Return the lines below in which the string "unwrap" occurs.

──────

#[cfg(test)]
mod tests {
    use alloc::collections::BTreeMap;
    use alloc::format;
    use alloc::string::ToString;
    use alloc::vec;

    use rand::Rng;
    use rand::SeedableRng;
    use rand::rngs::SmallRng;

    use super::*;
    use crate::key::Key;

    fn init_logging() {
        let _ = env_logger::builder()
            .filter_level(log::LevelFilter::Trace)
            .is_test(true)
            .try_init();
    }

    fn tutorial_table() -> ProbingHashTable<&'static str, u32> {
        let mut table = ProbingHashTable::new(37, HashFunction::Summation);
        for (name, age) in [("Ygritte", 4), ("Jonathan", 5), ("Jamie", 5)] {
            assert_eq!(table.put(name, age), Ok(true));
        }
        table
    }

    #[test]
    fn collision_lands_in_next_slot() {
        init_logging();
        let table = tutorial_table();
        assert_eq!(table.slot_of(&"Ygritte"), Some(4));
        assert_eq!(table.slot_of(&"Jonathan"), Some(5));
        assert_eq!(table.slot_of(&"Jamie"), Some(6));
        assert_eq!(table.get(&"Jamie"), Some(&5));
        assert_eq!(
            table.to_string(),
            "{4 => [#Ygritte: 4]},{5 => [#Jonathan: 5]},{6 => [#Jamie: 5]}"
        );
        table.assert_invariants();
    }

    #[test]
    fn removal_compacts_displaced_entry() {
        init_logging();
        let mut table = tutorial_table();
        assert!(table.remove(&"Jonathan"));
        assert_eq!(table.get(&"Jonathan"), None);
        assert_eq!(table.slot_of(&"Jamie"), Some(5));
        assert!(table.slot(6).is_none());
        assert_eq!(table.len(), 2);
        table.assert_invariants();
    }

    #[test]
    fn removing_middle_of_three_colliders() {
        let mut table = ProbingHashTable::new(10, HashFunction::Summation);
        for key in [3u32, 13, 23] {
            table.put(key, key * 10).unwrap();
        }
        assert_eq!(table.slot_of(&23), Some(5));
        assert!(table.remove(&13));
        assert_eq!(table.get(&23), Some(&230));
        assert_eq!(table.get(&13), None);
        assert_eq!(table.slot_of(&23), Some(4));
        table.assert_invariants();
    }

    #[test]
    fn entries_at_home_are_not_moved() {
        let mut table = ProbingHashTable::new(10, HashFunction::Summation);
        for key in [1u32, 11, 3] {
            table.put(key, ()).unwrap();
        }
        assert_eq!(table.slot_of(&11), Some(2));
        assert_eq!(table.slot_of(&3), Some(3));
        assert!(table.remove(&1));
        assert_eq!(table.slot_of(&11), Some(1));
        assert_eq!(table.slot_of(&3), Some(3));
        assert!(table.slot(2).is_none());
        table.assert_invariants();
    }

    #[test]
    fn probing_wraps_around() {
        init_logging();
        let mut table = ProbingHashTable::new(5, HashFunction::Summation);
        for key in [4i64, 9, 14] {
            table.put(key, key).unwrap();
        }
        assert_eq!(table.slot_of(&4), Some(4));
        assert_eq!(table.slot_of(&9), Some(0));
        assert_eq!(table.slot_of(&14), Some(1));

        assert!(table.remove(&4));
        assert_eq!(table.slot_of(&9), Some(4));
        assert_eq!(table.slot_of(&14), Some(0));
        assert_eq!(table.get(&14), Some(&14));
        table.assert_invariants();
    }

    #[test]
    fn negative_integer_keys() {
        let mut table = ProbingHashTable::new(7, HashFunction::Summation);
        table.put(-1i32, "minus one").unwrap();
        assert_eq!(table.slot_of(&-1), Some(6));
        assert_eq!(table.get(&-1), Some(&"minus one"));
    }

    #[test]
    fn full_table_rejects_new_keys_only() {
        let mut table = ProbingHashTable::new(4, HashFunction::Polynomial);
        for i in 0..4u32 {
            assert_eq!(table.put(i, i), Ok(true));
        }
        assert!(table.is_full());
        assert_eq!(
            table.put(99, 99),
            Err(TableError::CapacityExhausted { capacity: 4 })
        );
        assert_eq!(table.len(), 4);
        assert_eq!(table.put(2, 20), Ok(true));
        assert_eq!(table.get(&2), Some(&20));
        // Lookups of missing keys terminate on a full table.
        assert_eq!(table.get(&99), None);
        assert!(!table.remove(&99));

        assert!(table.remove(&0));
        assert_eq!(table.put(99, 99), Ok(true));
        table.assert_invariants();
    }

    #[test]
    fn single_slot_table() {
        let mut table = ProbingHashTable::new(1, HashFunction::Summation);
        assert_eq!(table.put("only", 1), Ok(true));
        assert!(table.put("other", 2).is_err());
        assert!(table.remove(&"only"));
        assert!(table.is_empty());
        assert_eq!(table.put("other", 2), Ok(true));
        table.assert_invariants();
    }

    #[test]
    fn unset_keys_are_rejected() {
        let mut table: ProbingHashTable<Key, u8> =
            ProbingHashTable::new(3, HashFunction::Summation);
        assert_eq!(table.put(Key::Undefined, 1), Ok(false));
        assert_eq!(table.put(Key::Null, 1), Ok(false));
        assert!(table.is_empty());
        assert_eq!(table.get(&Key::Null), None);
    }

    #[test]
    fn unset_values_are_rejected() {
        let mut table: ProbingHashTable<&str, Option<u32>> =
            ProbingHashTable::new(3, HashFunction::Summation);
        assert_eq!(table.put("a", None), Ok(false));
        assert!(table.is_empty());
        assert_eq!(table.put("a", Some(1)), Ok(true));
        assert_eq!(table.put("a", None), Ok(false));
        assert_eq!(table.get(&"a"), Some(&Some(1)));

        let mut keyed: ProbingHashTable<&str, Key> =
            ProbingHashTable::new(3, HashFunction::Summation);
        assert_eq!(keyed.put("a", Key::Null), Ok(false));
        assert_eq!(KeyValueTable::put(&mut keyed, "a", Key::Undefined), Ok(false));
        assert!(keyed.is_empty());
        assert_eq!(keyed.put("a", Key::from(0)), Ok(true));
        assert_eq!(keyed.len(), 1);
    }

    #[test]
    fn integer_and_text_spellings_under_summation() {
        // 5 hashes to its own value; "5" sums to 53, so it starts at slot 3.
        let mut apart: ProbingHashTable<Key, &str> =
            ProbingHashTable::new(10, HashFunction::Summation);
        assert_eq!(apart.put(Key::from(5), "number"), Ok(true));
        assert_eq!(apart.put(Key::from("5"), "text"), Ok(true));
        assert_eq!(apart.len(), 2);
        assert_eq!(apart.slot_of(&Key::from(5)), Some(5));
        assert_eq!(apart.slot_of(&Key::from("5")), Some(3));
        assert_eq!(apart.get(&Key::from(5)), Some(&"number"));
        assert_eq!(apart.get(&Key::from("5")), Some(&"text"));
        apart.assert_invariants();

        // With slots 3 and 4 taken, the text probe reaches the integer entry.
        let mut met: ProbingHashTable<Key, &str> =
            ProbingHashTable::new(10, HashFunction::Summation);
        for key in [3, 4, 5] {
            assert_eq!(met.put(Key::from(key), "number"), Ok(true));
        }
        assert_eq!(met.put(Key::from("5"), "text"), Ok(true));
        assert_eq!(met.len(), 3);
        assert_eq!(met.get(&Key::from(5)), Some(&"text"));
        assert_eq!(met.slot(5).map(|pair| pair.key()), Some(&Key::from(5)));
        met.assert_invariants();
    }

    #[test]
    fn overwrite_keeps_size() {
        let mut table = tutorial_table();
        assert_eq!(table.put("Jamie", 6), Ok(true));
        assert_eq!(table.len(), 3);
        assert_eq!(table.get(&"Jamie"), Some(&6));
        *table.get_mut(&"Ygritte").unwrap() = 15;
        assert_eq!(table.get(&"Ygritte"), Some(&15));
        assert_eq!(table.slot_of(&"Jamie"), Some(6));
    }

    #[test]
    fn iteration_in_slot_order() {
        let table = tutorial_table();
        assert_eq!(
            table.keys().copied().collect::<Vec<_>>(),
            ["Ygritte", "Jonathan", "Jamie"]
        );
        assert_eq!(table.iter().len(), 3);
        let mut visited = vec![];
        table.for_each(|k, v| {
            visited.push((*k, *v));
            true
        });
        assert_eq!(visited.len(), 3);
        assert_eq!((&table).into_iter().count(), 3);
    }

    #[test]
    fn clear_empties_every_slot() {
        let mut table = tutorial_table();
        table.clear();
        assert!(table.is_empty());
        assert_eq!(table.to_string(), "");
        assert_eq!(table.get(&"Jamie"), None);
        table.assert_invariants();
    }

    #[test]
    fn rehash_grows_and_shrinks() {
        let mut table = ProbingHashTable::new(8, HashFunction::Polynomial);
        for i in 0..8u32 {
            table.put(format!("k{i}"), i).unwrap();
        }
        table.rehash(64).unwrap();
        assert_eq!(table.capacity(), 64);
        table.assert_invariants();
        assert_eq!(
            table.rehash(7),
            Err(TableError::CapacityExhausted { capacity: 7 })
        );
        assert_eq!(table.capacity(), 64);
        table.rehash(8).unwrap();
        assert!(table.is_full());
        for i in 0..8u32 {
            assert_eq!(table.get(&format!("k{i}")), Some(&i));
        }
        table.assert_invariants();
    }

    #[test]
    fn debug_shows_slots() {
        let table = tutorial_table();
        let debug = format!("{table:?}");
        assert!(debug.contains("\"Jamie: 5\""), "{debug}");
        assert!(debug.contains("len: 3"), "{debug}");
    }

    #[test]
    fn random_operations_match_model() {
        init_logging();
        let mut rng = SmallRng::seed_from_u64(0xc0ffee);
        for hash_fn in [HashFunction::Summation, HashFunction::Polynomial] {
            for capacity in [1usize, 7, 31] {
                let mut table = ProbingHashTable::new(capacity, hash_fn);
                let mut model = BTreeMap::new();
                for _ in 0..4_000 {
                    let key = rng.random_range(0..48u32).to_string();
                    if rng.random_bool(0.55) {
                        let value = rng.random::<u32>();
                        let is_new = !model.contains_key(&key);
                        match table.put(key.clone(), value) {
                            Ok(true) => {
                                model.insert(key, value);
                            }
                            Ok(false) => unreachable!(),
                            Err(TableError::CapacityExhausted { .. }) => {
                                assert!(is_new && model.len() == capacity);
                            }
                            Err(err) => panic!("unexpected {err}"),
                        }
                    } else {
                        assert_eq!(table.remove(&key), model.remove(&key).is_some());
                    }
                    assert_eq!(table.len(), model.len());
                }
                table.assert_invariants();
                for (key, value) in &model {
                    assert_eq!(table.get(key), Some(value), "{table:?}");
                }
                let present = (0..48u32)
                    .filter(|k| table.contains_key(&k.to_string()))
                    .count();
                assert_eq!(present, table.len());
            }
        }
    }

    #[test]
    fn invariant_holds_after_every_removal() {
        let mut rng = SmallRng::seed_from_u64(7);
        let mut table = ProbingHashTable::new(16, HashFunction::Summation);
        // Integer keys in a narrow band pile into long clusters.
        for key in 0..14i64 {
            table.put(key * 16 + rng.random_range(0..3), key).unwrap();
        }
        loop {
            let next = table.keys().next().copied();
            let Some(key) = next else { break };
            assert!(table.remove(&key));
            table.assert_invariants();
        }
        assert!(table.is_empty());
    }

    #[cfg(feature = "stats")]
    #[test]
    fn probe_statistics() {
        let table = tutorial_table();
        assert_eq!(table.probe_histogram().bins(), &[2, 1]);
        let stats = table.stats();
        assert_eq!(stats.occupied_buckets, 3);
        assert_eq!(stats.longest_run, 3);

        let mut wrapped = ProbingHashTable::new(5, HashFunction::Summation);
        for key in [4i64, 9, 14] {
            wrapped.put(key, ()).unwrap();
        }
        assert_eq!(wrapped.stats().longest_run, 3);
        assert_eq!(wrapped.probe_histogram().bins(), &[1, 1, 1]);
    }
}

──────

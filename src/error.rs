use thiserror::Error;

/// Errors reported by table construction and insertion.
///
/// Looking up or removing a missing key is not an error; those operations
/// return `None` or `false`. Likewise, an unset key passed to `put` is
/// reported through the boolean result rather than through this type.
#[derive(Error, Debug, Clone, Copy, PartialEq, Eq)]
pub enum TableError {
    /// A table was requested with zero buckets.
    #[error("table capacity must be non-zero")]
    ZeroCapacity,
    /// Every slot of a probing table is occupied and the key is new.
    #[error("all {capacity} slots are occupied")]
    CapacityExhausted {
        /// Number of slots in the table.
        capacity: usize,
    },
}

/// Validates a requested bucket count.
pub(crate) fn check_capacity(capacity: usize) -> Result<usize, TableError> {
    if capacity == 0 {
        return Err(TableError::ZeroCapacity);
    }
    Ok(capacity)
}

──────

• Solved exercise:
            table.put(key, key * 10).unwrap();
            table.put(key, ()).unwrap();
            table.put(key, key).unwrap();
        table.put(-1i32, "minus one").unwrap();
        *table.get_mut(&"Ygritte").unwrap() = 15;
            table.put(format!("k{i}"), i).unwrap();
        table.rehash(64).unwrap();
        table.rehash(8).unwrap();
            table.put(key * 16 + rng.random_range(0..3), key).unwrap();
            wrapped.put(key, ()).unwrap();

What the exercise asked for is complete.